Below are records; give the number of their lines that contain "vertex", and only that number.

Segment Open

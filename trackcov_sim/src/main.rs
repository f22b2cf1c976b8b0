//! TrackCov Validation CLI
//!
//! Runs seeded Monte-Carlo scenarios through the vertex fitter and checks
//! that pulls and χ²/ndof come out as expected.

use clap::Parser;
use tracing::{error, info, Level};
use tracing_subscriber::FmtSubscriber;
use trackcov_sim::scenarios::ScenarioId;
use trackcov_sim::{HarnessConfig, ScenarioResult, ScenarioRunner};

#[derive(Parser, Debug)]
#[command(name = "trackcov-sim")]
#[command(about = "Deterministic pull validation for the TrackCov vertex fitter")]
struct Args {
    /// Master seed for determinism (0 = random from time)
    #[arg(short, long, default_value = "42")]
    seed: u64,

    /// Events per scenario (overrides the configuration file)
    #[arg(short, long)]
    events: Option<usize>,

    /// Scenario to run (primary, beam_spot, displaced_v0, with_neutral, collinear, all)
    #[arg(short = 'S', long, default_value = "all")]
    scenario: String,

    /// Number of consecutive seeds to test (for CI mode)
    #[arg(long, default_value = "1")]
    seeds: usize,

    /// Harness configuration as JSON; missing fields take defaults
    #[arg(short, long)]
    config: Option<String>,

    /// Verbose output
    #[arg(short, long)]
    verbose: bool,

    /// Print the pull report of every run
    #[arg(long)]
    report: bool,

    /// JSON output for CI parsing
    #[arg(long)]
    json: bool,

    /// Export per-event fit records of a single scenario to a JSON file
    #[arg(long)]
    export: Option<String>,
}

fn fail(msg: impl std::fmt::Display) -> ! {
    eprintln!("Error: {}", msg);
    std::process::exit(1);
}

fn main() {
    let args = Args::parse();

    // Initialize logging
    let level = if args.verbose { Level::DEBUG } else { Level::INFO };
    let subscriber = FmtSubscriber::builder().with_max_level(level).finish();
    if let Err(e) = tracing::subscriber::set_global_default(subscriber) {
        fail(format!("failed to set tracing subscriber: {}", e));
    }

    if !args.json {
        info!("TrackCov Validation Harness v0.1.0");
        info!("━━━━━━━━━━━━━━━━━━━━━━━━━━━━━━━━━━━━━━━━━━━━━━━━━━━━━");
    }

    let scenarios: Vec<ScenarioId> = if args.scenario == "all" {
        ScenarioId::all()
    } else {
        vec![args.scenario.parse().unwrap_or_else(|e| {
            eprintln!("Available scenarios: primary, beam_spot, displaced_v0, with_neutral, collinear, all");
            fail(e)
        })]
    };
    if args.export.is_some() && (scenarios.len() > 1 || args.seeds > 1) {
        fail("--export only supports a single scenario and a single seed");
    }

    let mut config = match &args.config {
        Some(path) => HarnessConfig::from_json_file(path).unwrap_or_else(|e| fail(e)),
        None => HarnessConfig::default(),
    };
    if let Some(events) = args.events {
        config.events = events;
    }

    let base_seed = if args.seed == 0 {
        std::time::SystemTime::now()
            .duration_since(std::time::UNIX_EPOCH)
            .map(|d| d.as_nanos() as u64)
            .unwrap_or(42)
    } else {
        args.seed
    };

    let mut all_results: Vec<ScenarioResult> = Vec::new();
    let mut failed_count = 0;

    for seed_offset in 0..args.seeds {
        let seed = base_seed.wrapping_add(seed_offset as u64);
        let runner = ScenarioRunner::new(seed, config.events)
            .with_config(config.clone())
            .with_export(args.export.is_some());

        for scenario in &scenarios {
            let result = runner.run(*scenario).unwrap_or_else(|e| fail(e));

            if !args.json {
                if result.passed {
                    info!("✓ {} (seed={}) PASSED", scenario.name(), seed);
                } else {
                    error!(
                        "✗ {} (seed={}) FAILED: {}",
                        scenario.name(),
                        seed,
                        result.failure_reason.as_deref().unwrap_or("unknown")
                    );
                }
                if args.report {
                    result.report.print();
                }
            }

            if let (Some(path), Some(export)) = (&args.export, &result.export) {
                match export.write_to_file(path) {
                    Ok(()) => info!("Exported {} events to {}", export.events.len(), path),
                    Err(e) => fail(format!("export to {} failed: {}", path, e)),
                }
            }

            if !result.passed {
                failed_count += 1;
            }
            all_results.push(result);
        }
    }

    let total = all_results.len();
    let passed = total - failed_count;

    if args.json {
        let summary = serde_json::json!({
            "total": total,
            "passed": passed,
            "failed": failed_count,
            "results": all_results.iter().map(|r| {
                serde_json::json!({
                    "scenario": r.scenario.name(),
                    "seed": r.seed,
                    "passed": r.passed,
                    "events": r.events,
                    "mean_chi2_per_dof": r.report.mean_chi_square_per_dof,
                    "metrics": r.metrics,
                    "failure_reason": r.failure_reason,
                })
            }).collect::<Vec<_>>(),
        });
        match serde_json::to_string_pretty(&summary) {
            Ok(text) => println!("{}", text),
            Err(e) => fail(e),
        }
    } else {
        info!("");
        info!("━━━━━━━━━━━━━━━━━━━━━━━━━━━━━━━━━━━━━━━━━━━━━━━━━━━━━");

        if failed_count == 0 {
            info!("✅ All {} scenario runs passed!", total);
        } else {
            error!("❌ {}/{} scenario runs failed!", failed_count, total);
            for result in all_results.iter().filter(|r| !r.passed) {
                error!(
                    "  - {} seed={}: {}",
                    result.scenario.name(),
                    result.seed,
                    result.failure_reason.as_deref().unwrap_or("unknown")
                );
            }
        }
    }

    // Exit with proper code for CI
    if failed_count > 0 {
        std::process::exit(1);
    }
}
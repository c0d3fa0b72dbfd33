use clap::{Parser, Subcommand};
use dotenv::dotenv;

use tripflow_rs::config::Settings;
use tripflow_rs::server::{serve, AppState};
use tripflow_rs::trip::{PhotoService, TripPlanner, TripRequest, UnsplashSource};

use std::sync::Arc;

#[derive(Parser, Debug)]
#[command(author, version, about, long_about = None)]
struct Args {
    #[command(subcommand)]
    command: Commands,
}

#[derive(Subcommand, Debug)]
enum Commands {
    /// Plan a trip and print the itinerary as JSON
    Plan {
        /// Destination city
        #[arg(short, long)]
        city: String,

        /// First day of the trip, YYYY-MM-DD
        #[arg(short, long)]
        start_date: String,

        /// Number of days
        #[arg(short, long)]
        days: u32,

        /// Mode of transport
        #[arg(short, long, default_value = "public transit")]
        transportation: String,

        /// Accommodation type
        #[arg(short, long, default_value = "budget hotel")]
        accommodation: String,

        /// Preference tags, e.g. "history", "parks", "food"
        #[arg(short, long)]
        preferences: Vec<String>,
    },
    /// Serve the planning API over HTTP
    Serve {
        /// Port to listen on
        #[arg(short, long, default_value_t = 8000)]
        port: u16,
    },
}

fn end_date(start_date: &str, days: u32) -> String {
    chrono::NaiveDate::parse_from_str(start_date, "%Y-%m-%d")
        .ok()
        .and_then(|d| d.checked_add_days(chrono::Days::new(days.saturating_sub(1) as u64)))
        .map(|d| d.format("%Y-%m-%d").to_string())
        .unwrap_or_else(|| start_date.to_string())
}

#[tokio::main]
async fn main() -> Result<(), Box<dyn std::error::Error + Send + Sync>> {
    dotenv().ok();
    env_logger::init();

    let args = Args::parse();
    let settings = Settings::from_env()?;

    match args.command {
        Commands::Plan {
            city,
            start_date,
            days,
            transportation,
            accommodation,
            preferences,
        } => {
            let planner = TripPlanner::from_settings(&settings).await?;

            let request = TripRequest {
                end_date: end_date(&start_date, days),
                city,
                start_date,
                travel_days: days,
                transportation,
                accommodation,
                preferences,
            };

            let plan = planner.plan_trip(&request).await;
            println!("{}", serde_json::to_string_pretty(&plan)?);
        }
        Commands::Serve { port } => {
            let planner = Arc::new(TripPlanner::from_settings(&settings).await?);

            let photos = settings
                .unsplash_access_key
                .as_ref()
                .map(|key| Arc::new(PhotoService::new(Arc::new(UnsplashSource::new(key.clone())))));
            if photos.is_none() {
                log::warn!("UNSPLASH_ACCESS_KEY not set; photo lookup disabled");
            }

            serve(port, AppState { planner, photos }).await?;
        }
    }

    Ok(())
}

Segment Closed

Final answer - 2